ASSIGNMENT
All of the records must be repeated exactly as they read.

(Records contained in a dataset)
* * *
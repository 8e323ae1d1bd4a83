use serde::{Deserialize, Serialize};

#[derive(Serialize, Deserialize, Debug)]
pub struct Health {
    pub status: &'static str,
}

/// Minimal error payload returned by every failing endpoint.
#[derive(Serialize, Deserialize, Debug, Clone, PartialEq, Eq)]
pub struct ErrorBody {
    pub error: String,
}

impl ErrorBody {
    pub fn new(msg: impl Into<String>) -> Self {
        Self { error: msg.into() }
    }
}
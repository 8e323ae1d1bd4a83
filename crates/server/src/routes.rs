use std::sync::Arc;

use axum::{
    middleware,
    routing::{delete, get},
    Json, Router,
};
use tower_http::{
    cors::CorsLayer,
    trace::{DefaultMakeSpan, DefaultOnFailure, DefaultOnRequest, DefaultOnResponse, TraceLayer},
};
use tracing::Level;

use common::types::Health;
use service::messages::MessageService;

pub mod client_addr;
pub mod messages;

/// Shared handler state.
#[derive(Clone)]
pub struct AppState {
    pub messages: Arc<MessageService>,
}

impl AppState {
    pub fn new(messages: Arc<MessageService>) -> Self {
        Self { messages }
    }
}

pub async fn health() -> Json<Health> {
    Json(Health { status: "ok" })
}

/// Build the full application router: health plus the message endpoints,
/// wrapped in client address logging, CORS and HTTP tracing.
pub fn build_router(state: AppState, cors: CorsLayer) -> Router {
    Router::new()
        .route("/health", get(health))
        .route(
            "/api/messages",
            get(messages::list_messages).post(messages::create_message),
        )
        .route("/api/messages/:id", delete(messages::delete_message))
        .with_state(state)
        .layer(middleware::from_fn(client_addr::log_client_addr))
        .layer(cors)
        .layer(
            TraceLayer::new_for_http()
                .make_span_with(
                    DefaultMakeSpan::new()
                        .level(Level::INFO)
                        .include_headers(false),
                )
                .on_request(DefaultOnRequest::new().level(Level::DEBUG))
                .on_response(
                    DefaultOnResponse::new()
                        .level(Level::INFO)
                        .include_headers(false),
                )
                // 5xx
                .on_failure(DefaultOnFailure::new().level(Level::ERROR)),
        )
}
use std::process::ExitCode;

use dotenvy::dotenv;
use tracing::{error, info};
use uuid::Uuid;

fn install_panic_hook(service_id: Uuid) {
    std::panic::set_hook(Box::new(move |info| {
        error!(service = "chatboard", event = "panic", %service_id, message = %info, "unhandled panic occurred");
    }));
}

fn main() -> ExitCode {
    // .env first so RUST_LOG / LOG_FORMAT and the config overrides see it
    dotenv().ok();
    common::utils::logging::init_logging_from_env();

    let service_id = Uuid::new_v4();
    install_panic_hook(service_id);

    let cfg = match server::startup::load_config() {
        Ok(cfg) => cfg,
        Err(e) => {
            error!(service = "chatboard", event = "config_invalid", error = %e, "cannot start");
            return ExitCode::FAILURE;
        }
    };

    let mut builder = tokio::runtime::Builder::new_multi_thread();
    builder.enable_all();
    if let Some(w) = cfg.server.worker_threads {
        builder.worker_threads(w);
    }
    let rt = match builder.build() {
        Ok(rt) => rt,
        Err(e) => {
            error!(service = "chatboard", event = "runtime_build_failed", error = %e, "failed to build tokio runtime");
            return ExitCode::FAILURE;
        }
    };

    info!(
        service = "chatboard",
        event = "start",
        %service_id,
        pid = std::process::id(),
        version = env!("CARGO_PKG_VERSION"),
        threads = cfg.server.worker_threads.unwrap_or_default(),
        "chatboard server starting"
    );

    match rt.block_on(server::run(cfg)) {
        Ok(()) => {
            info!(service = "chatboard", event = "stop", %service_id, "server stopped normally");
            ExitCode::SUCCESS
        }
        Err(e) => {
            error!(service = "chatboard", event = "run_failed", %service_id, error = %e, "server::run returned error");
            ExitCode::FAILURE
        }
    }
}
* * *
ANSWER SECTION
repository 8e323ae1d1bd4a83
use serde::{Deserialize, Serialize};

#[derive(Serialize, Deserialize, Debug)]
pub struct Health {
    pub status: &'static str,
}

/// Minimal error payload returned by every failing endpoint.
#[derive(Serialize, Deserialize, Debug, Clone, PartialEq, Eq)]
pub struct ErrorBody {
    pub error: String,
}

impl ErrorBody {
    pub fn new(msg: impl Into<String>) -> Self {
        Self { error: msg.into() }
    }
}
repository 8e323ae1d1bd4a83
filename crates/server/src/routes.rs
use std::sync::Arc;

use axum::{
    middleware,
    routing::{delete, get},
    Json, Router,
};
use tower_http::{
    cors::CorsLayer,
    trace::{DefaultMakeSpan, DefaultOnFailure, DefaultOnRequest, DefaultOnResponse, TraceLayer},
};
use tracing::Level;

use common::types::Health;
use service::messages::MessageService;

pub mod client_addr;
pub mod messages;

/// Shared handler state.
#[derive(Clone)]
pub struct AppState {
    pub messages: Arc<MessageService>,
}

impl AppState {
    pub fn new(messages: Arc<MessageService>) -> Self {
        Self { messages }
    }
}

pub async fn health() -> Json<Health> {
    Json(Health { status: "ok" })
}

/// Build the full application router: health plus the message endpoints,
/// wrapped in client address logging, CORS and HTTP tracing.
pub fn build_router(state: AppState, cors: CorsLayer) -> Router {
    Router::new()
        .route("/health", get(health))
        .route(
            "/api/messages",
            get(messages::list_messages).post(messages::create_message),
        )
        .route("/api/messages/:id", delete(messages::delete_message))
        .with_state(state)
        .layer(middleware::from_fn(client_addr::log_client_addr))
        .layer(cors)
        .layer(
            TraceLayer::new_for_http()
                .make_span_with(
                    DefaultMakeSpan::new()
                        .level(Level::INFO)
                        .include_headers(false),
                )
                .on_request(DefaultOnRequest::new().level(Level::DEBUG))
                .on_response(
                    DefaultOnResponse::new()
                        .level(Level::INFO)
                        .include_headers(false),
                )
                // 5xx
                .on_failure(DefaultOnFailure::new().level(Level::ERROR)),
        )
}
use std::process::ExitCode;

use dotenvy::dotenv;
use tracing::{error, info};
use uuid::Uuid;

fn install_panic_hook(service_id: Uuid) {
    std::panic::set_hook(Box::new(move |info| {
        error!(service = "chatboard", event = "panic", %service_id, message = %info, "unhandled panic occurred");
    }));
}

fn main() -> ExitCode {
    // .env first so RUST_LOG / LOG_FORMAT and the config overrides see it
    dotenv().ok();
    common::utils::logging::init_logging_from_env();

    let service_id = Uuid::new_v4();
    install_panic_hook(service_id);

    let cfg = match server::startup::load_config() {
        Ok(cfg) => cfg,
        Err(e) => {
            error!(service = "chatboard", event = "config_invalid", error = %e, "cannot start");
            return ExitCode::FAILURE;
        }
    };

    let mut builder = tokio::runtime::Builder::new_multi_thread();
    builder.enable_all();
    if let Some(w) = cfg.server.worker_threads {
        builder.worker_threads(w);
    }
    let rt = match builder.build() {
        Ok(rt) => rt,
        Err(e) => {
            error!(service = "chatboard", event = "runtime_build_failed", error = %e, "failed to build tokio runtime");
            return ExitCode::FAILURE;
        }
    };

    info!(
        service = "chatboard",
        event = "start",
        %service_id,
        pid = std::process::id(),
        version = env!("CARGO_PKG_VERSION"),
        threads = cfg.server.worker_threads.unwrap_or_default(),
        "chatboard server starting"
    );

    match rt.block_on(server::run(cfg)) {
        Ok(()) => {
            info!(service = "chatboard", event = "stop", %service_id, "server stopped normally");
            ExitCode::SUCCESS
        }
        Err(e) => {
            error!(service = "chatboard", event = "run_failed", %service_id, error = %e, "server::run returned error");
            ExitCode::FAILURE
        }
    }
}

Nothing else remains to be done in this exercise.